The Mnemonic Mirror

Delving into the looking glass of ‘The Mnemonic Mirror’, a group of artists explore the complexities of memory in the digital age, and the paradigmatic shifts brought on about how we acquire absorb information – from the banal and every day to the obscured and abstract within the abyss of our consciousness.

Once reserved to the edges of the mind, the introduction of the internet and the manic storage of great reserves of data has made past actions and memories easier to access and account for. As a result the past can now be accessed in the present, accounted for and used as a source to determine future actions.

An artist-led curatorial project by Kylie Banyard and Gary Carsley, the selected artists whilst ranging in direction and mediums, are linked by their visual enquiry into the state of memory. From various multimedia to installation the artists involved are, Aaron Seeto, Robert Pulie, Debra Phillips, Archie Moore, Clare Milledge, Linda Marrinon, Deb Mansfield, Emily Hunt, Tony Clark, Troy-Anthony Baylis and Kylie Banyard.

The relationship between memory and creative process are interlinked, as the curators Dr.
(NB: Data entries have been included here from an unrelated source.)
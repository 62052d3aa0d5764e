/*
 * Hunger
 *
 * Steer a growing trail around a bowl and eat whatever lands on it. Running
 * into your own trail ends the round.
 *
 * Controls: Left/Right (or A/D) turn, R restarts, Escape quits. An optional
 * JSON config path can be passed as the first argument.
 */

use hunger::app;
use tracing_subscriber::EnvFilter;

fn init_tracing() {
    let filter = EnvFilter::try_from_default_env().unwrap_or_else(|_| EnvFilter::new("info"));
    let _ = tracing_subscriber::fmt().with_env_filter(filter).try_init();
}

fn main() {
    init_tracing();

    nannou::app(app::model)
        .update(app::update)
        .run();
}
Kylie Banyard and Gary Carsley outline, “These hazy remnants make-up our own personal archive, which as a catalogue of splintering parts lies dormant, triggered unexpectedly at a later date perhaps by specific olfactory or tactile stimulus. ‘The Mnemonic Mirror’ acknowledges that things remembered and the relationships between them are an important nutrient for artists”.

As a result of the cognitive process in their artistic practices, the resulting works can be seen mnemonic devices for the resulting memories underlying their creations. For Debra Phillips, her latest photographic series was spurred on from a recent unearthing of a wartime photograph of her father.
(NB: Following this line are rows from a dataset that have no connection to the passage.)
/*
 * Application Module
 *
 * This module defines the nannou model for the game window. The model wraps a
 * GameSession together with the presentation state (camera, egui, debug info)
 * and forwards frame time to the session, which owns all game logic.
 */

use nannou::prelude::*;
use nannou_egui::Egui;

use crate::camera::Camera;
use crate::debug::DebugInfo;
use crate::events::GameEvent;
use crate::input::{key_released, mouse_moved, mouse_pressed, mouse_released, mouse_wheel, raw_window_event};
use crate::params::GameConfig;
use crate::renderer::view;
use crate::session::GameSession;
use crate::ui;

// Main model for the application
pub struct Model {
    pub session: GameSession,
    // Config edited in the UI, applied on the next explicit restart
    pub pending_config: GameConfig,
    pub egui: Egui,
    pub debug_info: DebugInfo,
    pub camera: Camera,
    pub mouse_position: Vec2,
    pub show_debug: bool,
}

// Config from the JSON file named by the first argument, or defaults
fn load_config() -> GameConfig {
    let Some(path) = std::env::args().nth(1) else {
        return GameConfig::default();
    };

    match GameConfig::load(&path) {
        Ok(config) => {
            tracing::info!(%path, "loaded config");
            config
        }
        Err(err) => {
            tracing::error!(%path, error = %err, "falling back to default config");
            GameConfig::default()
        }
    }
}

// Initialize the model
pub fn model(app: &App) -> Model {
    // 80% of the primary monitor, or a fixed size when it cannot be queried
    let (window_width, window_height) = match app.primary_monitor() {
        Some(monitor) => {
            let size = monitor.size();
            (size.width as f32 * 0.8, size.height as f32 * 0.8)
        }
        None => (1280.0, 800.0),
    };

    let window_id = app
        .new_window()
        .title("Hunger")
        .size(window_width as u32, window_height as u32)
        .view(view)
        .key_released(key_released)
        .mouse_moved(mouse_moved)
        .mouse_pressed(mouse_pressed)
        .mouse_released(mouse_released)
        .mouse_wheel(mouse_wheel)
        .raw_event(raw_window_event)
        .build()
        .expect("failed to build the game window");

    let window = app.window(window_id).expect("game window closed during setup");
    let egui = Egui::from_window(&window);

    let config = load_config();
    // load_config only hands out validated configs, so only defaults could fail here
    let session = match GameSession::new(config.clone()) {
        Ok(session) => session,
        Err(err) => panic!("default config rejected: {}", err),
    };

    Model {
        session,
        pending_config: config,
        egui,
        debug_info: DebugInfo::default(),
        camera: Camera::new(),
        mouse_position: Vec2::ZERO,
        show_debug: false,
    }
}

// Update the model
pub fn update(app: &App, model: &mut Model, update: Update) {
    model.debug_info.fps = app.fps();
    model.debug_info.frame_time = update.since_last;

    let actions = ui::update_ui(
        &mut model.egui,
        &model.session,
        &mut model.pending_config,
        &mut model.camera,
        &mut model.show_debug,
        &model.debug_info,
    );

    if actions.apply_config {
        if let Err(err) = model.session.reconfigure(model.pending_config.clone()) {
            tracing::warn!(error = %err, "config not applied");
        }
    }
    if actions.restart {
        model.session.broadcast(GameEvent::StartGame);
    }
    if actions.quit {
        model.session.broadcast(GameEvent::QuitGame);
    }

    model.session.update(update.since_last.as_secs_f32());

    let session = &model.session;
    model.debug_info.steps_per_frame = session.last_steps();
    model.debug_info.occupied_cells = session.grid().occupied_count();
    model.debug_info.scene_nodes = session.scene().len();
    model.debug_info.consumables = session.consumables().len();

    if session.quit_requested() {
        tracing::info!(score = session.score(), restarts = session.restarts(), "quitting");
        app.quit();
    }
}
Through exploring past events and thoughts to communicate issues of the future, memory in all its facets is, as the curators describe, “a ligament connecting the past to the future”.

Addressing the increasingly blurred lines of the past with the present through the introduction of data and the internet, Clare Milledge created a specifically commissioned work for the show, Self-Reflexive Critique: Alpha Mu.  Adopting the medieval painting technique, Hinterglasmalerei, Milledge applied paint to a piece of glass from the reverse side from which it will be viewed, listing various Tinder entries in white paint.
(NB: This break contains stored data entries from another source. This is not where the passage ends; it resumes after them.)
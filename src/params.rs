/*
 * Game Parameters Module
 *
 * This module defines the GameConfig struct that holds every tuning constant
 * of a session: grid dimensions, speed ramp, trail length and consumable
 * settings. A config can be loaded from JSON, edited through the UI and is
 * validated before a session is built from it.
 */

use serde::{Deserialize, Serialize};
use std::path::Path;

use crate::error::ConfigError;

// Upper bounds for values that size allocations
pub const MAX_GRID_SIZE: u32 = 4096;
pub const MAX_TRAIL_LENGTH: usize = 100_000;
pub const MAX_CONSUMABLES: usize = 1_000;

#[derive(Debug, Clone, PartialEq, Serialize, Deserialize)]
#[serde(default)]
pub struct GameConfig {
    // Grid size in cells
    pub grid_width: u32,
    pub grid_height: u32,
    // Squash applied to rows when mapping onto the bowl
    pub vertical_compression: f32,
    // Movement speed in cells per second
    pub base_speed: f32,
    pub max_speed: f32,
    // Speed gained per second of play while below max_speed
    pub speed_gain: f32,
    pub trail_length: usize,
    pub consumable_count: usize,
    // Consumable radius range, inclusive
    pub consumable_min_size: u32,
    pub consumable_max_size: u32,
    pub head_radius: f32,
    // Random picks tried before a consumable is placed regardless of occupancy
    pub spawn_attempts: u32,
    // Frames longer than this (seconds) are skipped instead of simulated
    pub max_frame_delta: f32,
    pub rng_seed: Option<u64>,
}

impl Default for GameConfig {
    fn default() -> Self {
        Self {
            grid_width: 100,
            grid_height: 100,
            vertical_compression: crate::grid::DEFAULT_VERTICAL_COMPRESSION,
            base_speed: 10.0,
            max_speed: 60.0,
            speed_gain: 0.1,
            trail_length: 500,
            consumable_count: 5,
            consumable_min_size: 1,
            consumable_max_size: 6,
            head_radius: 1.0,
            spawn_attempts: 8,
            max_frame_delta: 1.0,
            rng_seed: None,
        }
    }
}

impl GameConfig {
    pub fn validate(&self) -> Result<(), ConfigError> {
        // The world mapping divides by (size - 1)
        if self.grid_width < 2 || self.grid_height < 2 {
            return Err(ConfigError::Invalid("grid dimensions must be at least 2x2"));
        }
        if self.grid_width > MAX_GRID_SIZE || self.grid_height > MAX_GRID_SIZE {
            return Err(ConfigError::Invalid("grid dimensions must not exceed MAX_GRID_SIZE"));
        }
        // Rows at v >= 1 would collapse or invert the bowl
        if !(self.vertical_compression > 0.0 && self.vertical_compression < 1.0) {
            return Err(ConfigError::Invalid("vertical_compression must be in (0, 1)"));
        }
        if !(self.base_speed > 0.0) || !(self.max_speed > 0.0) {
            return Err(ConfigError::Invalid("speeds must be positive"));
        }
        if self.base_speed > self.max_speed {
            return Err(ConfigError::Invalid("base_speed must not exceed max_speed"));
        }
        if self.speed_gain < 0.0 {
            return Err(ConfigError::Invalid("speed_gain must be non-negative"));
        }
        if self.trail_length == 0 || self.trail_length > MAX_TRAIL_LENGTH {
            return Err(ConfigError::Invalid("trail_length must be in 1..=MAX_TRAIL_LENGTH"));
        }
        if self.consumable_count > MAX_CONSUMABLES {
            return Err(ConfigError::Invalid("consumable_count must not exceed MAX_CONSUMABLES"));
        }
        if self.consumable_min_size == 0 {
            return Err(ConfigError::Invalid("consumable_min_size must be positive"));
        }
        if self.consumable_min_size > self.consumable_max_size {
            return Err(ConfigError::Invalid(
                "consumable_min_size must not exceed consumable_max_size",
            ));
        }
        if self.head_radius < 0.0 {
            return Err(ConfigError::Invalid("head_radius must be non-negative"));
        }
        if self.spawn_attempts == 0 {
            return Err(ConfigError::Invalid("spawn_attempts must be at least 1"));
        }
        if !(self.max_frame_delta > 0.0) {
            return Err(ConfigError::Invalid("max_frame_delta must be positive"));
        }
        Ok(())
    }

    // Parse and validate a JSON config. Missing fields fall back to defaults.
    pub fn from_json_str(json: &str) -> Result<Self, ConfigError> {
        let config: GameConfig = serde_json::from_str(json)?;
        config.validate()?;
        Ok(config)
    }

    pub fn load(path: impl AsRef<Path>) -> Result<Self, ConfigError> {
        let path = path.as_ref();
        let json = std::fs::read_to_string(path).map_err(|source| ConfigError::Io {
            path: path.to_path_buf(),
            source,
        })?;
        Self::from_json_str(&json)
    }

    // Get parameter ranges for UI sliders
    pub fn get_grid_size_range() -> std::ops::RangeInclusive<u32> {
        10..=200
    }

    pub fn get_speed_range() -> std::ops::RangeInclusive<f32> {
        1.0..=120.0
    }

    pub fn get_speed_gain_range() -> std::ops::RangeInclusive<f32> {
        0.0..=5.0
    }

    pub fn get_trail_length_range() -> std::ops::RangeInclusive<usize> {
        1..=2000
    }

    pub fn get_consumable_count_range() -> std::ops::RangeInclusive<usize> {
        0..=50
    }
}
Whilst dating is traditionally a human and personal experience, the intersection of the third party dating app has abstracted this interaction. Tinder is a location-based dating app launched in 2012 that enables direct communication between mutually interested users. However, the use and the meaning of dating as a result has been increasingly diluted. As the artist references, in January 2016 DMR (Digital Marketing Ramblings, Boston, Massachusetts) estimated that there were more than 50 million tinder users worldwide of whom 79% are millennials).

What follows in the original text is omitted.